A guest post from Kevin Colburn, American Whitewater.
Long before I ever kissed a girl, I looked into a river’s wet swirly eyes and felt what I could only imagine was love. I snapped a sprayskirt on my kayak, picked up my paddle, and slid into the river. The sky brightened, the texture of the rocks grew richer, and the currents seemed to come alive. All but my animal self fell away. Gone were the high school social blahs, the stress of home, the teenage angst. There was just the river and its mesmerizing mathematics of motion, infinitely complex and yet utterly knowable, and me, its unworthy but devoted dance partner.
Oh sure I was a wet mess, flipping and swimming all over the place. But I was learning, enticed by fleeting moments of kinetic beauty in which my mind, body, and boat did just the right thing relative to the river’s currents. These moments were revelations, in which my intuitive knowledge of water grew immensely. I paddled every weekend, and in time I could string these moments of grace into lines through rapids and down entire rivers. I called them “zen runs.” My physical skills grew, but so too did the way I approached the river. I learned that a mix of physical playfulness, eyes-wide-open wonder, humility, and attentiveness was the magic recipe to generate zen runs.
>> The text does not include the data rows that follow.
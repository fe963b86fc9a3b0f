//! Calendar event endpoints.

use reqwest::Method;
use store::forms::EventForm;
use store::models::Event;

use crate::{ApiClient, ApiError};

impl ApiClient {
    /// `GET /events/fetchevents`
    pub async fn events(&self) -> Result<Vec<Event>, ApiError> {
        self.get_data("/events/fetchevents").await
    }

    /// `POST /events/createevent`
    pub async fn create_event(&self, form: &EventForm) -> Result<String, ApiError> {
        let envelope = self
            .send_json::<Event, _>(Method::POST, "/events/createevent", form)
            .await?;
        Ok(Self::message(envelope))
    }

    /// `PUT /events/edit/{id}`
    pub async fn edit_event(&self, id: &str, form: &EventForm) -> Result<String, ApiError> {
        let envelope = self
            .send_json::<Event, _>(Method::PUT, &format!("/events/edit/{id}"), form)
            .await?;
        Ok(Self::message(envelope))
    }

    /// `DELETE /events/delete/{id}`
    pub async fn delete_event(&self, id: &str) -> Result<String, ApiError> {
        self.send_empty(Method::DELETE, &format!("/events/delete/{id}"))
            .await
    }
}

#[cfg(test)]
mod tests {
    use store::models::Event;

    use crate::ApiClient;

    #[test]
    fn event_decodes_without_flyer() {
        let body = r#"{
            "success": true,
            "data": [{
                "_id": "e1", "title": "Open day", "description": "Tours all day",
                "date": "2024-11-02", "time": "10:00", "location": "Main campus"
            }]
        }"#;
        let envelope: crate::Envelope<Vec<Event>> = serde_json::from_str(body).unwrap();
        let events = ApiClient::data(envelope).unwrap();
        assert_eq!(events[0].location, "Main campus");
        assert!(events[0].flyer.is_none());
    }
}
Turns out it is also a fine recipe for doing good science (and pretty much everything else). In college I dove headlong into ecology as another way to better understand nature, and environmental science as a means of giving back to the natural world I already felt indebted and akin to. My professors taught me an avant-garde approach to restoring ecosystems that favored using natural processes rather than engineering, something akin to eastern medicine for injured lands. The approach suited the sensibilities I’d learned on the river – humility, respect, and seeking big changes through small inputs. I took these ideas to graduate school in Montana where I turned my professional interests to rivers for the first time.
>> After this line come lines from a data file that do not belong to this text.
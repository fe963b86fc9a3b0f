//! Access to the shared [`api::ApiClient`] provided at the app root.

use api::ApiClient;
use dioxus::prelude::*;

/// The API client for the configured backend. Panics if no provider is
/// mounted above the calling component.
pub fn use_api() -> ApiClient {
    use_context::<ApiClient>()
}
Rather than learn a marketable skill in grad school, I devised my own methodology for critiquing stream restoration projects by plotting flow complexity vectors. The project was born out of a frustrating day spent paddling a stream that had been “restored” with logs using heavy-handed engineering techniques. I knew streams, and this one just felt wrong. It felt manhandled and unnatural, and I was determined to reveal the shortfalls of this restoration approach. On the way I read nearly every peer-reviewed article written on the many roles that fallen trees play in streams.
Paddlers call fallen trees “strainers,” because water goes through but we don’t. They are a leading cause of on-water deaths among our community. Paddlers move wood around for safety, while agencies put wood into the river for fish habitat, and this can create some tension. On a bit of a whim, I wrote an article for the American Whitewater Journal informing paddlers about the value that wood has in streams and the ethical ramifications of wood removal. The good folks at AW liked it and hired me as a river stewardship associate before I had even defended my thesis.
While in grad school, I kayaked around 150 days each year, fascinated by surfing river waves solo, riding the colossal torrent of spring snowmelt, and embarking on multi-day wilderness runs. I honed the zen runs of my youth into deeply fulfilling and energizing conversations with moving water and wild places. I often felt like I was floating two inches off the water, freed from its physical resistance. I was in deep, living the life of a blissed out river monk. It was incredible. But I wanted more. I wanted a warm-blooded partner as well as my cool-water partner. And I wanted to give back. The job offer with American Whitewater wrenched me out of my ascetic life, and weeks later, still in flip-flops, I was negotiating not with rivers, but with power companies to secure new flow regimes below dams, river access solutions, and conservation initiatives.
In this new role with American Whitewater I found that my subtle approach to ecosystem restoration applied well to rivers suffering from dams. Moving large groups of stakeholders towards settlement agreements was a bit like navigating a complex rapid. Sparring with $500 an hour water law attorneys was a bit like surfing a big river wave at 28 degrees Fahrenheit. Fueling all my work was the energy I’d absorbed from rivers through years of zen runs. In some ways, it was ironic. There I was arguing against dams when I myself was hydro-powered. And when I stood on the banks of a river that had been dry for a century and watched it roar back to life because of the work I had done, the feeling of giving back was overwhelming. It still is.